My future husband ….
I understand, if until now you were not also present. The problems that befell the Muslims so much. All forming one long list in our agenda. I’m sure ketidakhadiranmu solely because of busy mission there. A noble work, which only a few people called to come to feel responsible. God willing, it will make the waiting as if it never existed.
My future husband ….
But if you were ready for me in this world, when you’re ready to add one more trust in this life, which would be a plus in front of Allah (may), then came. Do not you worry about the college that has not been completed, or work which is still odd. Insha Allah, faith will answer everything. Entrust everything to God. If he continues to provide rizki, but we are not in a state of jihad in His way, then how could God will abandon us, while we always strive in His sabil!
Multiply pray, Prospective Husband, wherever you are. God willing, my prayer is always with your efforts.
Regards,
Adina
NB: By the way, whom you name, anyway?
“My name Syahril Syahril ….”
Deg! I flinched. Kugenggam pen fell. Taste-taste I heard one voice. A little on tiptoe, I walked to the front. Before I had pulled back the curtain that limits the dining room with living room, I heard Papa called me.
“Ajeng …!”
I almost fell, so he approached tergesanya. At first glance my eyes swept the shadow of a bespectacled man, who stood not far from Papi, with downcast face, close to the chest. Behind him, Bambang stood with his trademark smile.
“Well, son Syahril, introduce, this is the name Ajeng. Oom eldest daughter. Why, why even looking down? “Papi ngebas voice heard again.
I looked for a moment, which was called Syahril still down.
“Come on, shake. It’s pretty, Jeng … Mas Wismoyo son’s friend Papi since the first revolution, as well as her Ass Bambang on Dos FISIP. Just pass it son? ”
Syahril nodded.

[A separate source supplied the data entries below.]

//! Manifest resolution: fetch an HLS playlist, tell a variant index from a
//! segment list, pick a rendition and enumerate its segments.

mod parse;
mod select;

pub use parse::parse_manifest;
pub use select::select_highest_quality;

use std::sync::Arc;

use tokio_util::sync::CancellationToken;
use url::Url;

use crate::transport::{ByteTransport, TransportError};

#[derive(Debug, Clone, Copy, PartialEq, Eq)]
pub struct Resolution {
    pub width: u64,
    pub height: u64,
}

/// One quality variant listed by a variant index.
#[derive(Debug, Clone, PartialEq)]
pub struct Rendition {
    /// Absolute URL of the rendition's segment list; empty if the manifest gave none.
    pub uri: String,
    pub resolution: Option<Resolution>,
    pub bandwidth: u64,
}

/// One downloadable chunk. `index` is the position in the segment list and
/// is the reassembly order.
#[derive(Debug, Clone, PartialEq)]
pub struct SegmentDescriptor {
    pub index: usize,
    pub url: String,
    pub duration: f32,
}

#[derive(Debug, Clone, PartialEq)]
pub enum Manifest {
    VariantIndex(Vec<Rendition>),
    SegmentList(Vec<SegmentDescriptor>),
}

#[derive(Debug, thiserror::Error)]
pub enum ManifestError {
    #[error("invalid URL {url}: {source}")]
    InvalidUrl {
        url: String,
        #[source]
        source: url::ParseError,
    },
    #[error("failed to fetch manifest {url}: {source}")]
    Fetch {
        url: String,
        #[source]
        source: TransportError,
    },
    #[error("failed to fetch manifest {url}: HTTP {status}")]
    Http { url: String, status: u32 },
    #[error("malformed manifest {url}: {reason}")]
    Parse { url: String, reason: String },
    #[error("variant index lists no renditions")]
    NoVariants,
    #[error("selected rendition has no URI")]
    MissingUri,
    #[error("expected a segment list at {url}, got a variant index")]
    UnexpectedManifestType { url: String },
    #[error("{url} is a segment list; a variant index URL is required")]
    NotAMasterManifest { url: String },
    #[error("manifest fetch cancelled")]
    Cancelled,
}

/// Fetches and parses manifests through a [`ByteTransport`].
#[derive(Clone)]
pub struct ManifestResolver {
    transport: Arc<dyn ByteTransport>,
}

impl ManifestResolver {
    pub fn new(transport: Arc<dyn ByteTransport>) -> Self {
        Self { transport }
    }

    /// Fetch and parse the manifest at `url`.
    pub async fn resolve(
        &self,
        url: &str,
        token: &CancellationToken,
    ) -> Result<Manifest, ManifestError> {
        let base = Url::parse(url).map_err(|source| ManifestError::InvalidUrl {
            url: url.to_string(),
            source,
        })?;
        let fetched = match self.transport.fetch(url, token).await {
            Ok(f) => f,
            Err(TransportError::Cancelled) => return Err(ManifestError::Cancelled),
            Err(source) => {
                return Err(ManifestError::Fetch {
                    url: url.to_string(),
                    source,
                })
            }
        };
        if !fetched.is_success() {
            return Err(ManifestError::Http {
                url: url.to_string(),
                status: fetched.status,
            });
        }
        let manifest = parse_manifest(&fetched.body, &base)?;
        match &manifest {
            Manifest::VariantIndex(r) => {
                tracing::debug!(url, renditions = r.len(), "resolved variant index")
            }
            Manifest::SegmentList(s) => {
                tracing::debug!(url, segments = s.len(), "resolved segment list")
            }
        }
        Ok(manifest)
    }

    /// Resolve a rendition's own manifest, which must be a segment list.
    pub async fn segment_list(
        &self,
        rendition_url: &str,
        token: &CancellationToken,
    ) -> Result<Vec<SegmentDescriptor>, ManifestError> {
        match self.resolve(rendition_url, token).await? {
            Manifest::SegmentList(segments) => Ok(segments),
            Manifest::VariantIndex(_) => Err(ManifestError::UnexpectedManifestType {
                url: rendition_url.to_string(),
            }),
        }
    }
}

But, still there was no helping hand.
“Assalamu’alaikum, Ajeng. I Syahril. ”
By Jove! I still stared, stunned.
“Insha Allah, today I will berta’aruf with Ajeng. If Ajeng agree, khitbahnya be held tomorrow. After that … hopefully we can jihad together …. ”
A bit vague I heard that last sentence. Papi I saw a big smile, glancing at me.
“What, Jeng … khitbah? Ngelamar, yes …?? ”
I nodded short, blushed. Laughter Papi widened.
I’m still stunned.
My God, my future husband … eng … engng … oops, do … do … this, you?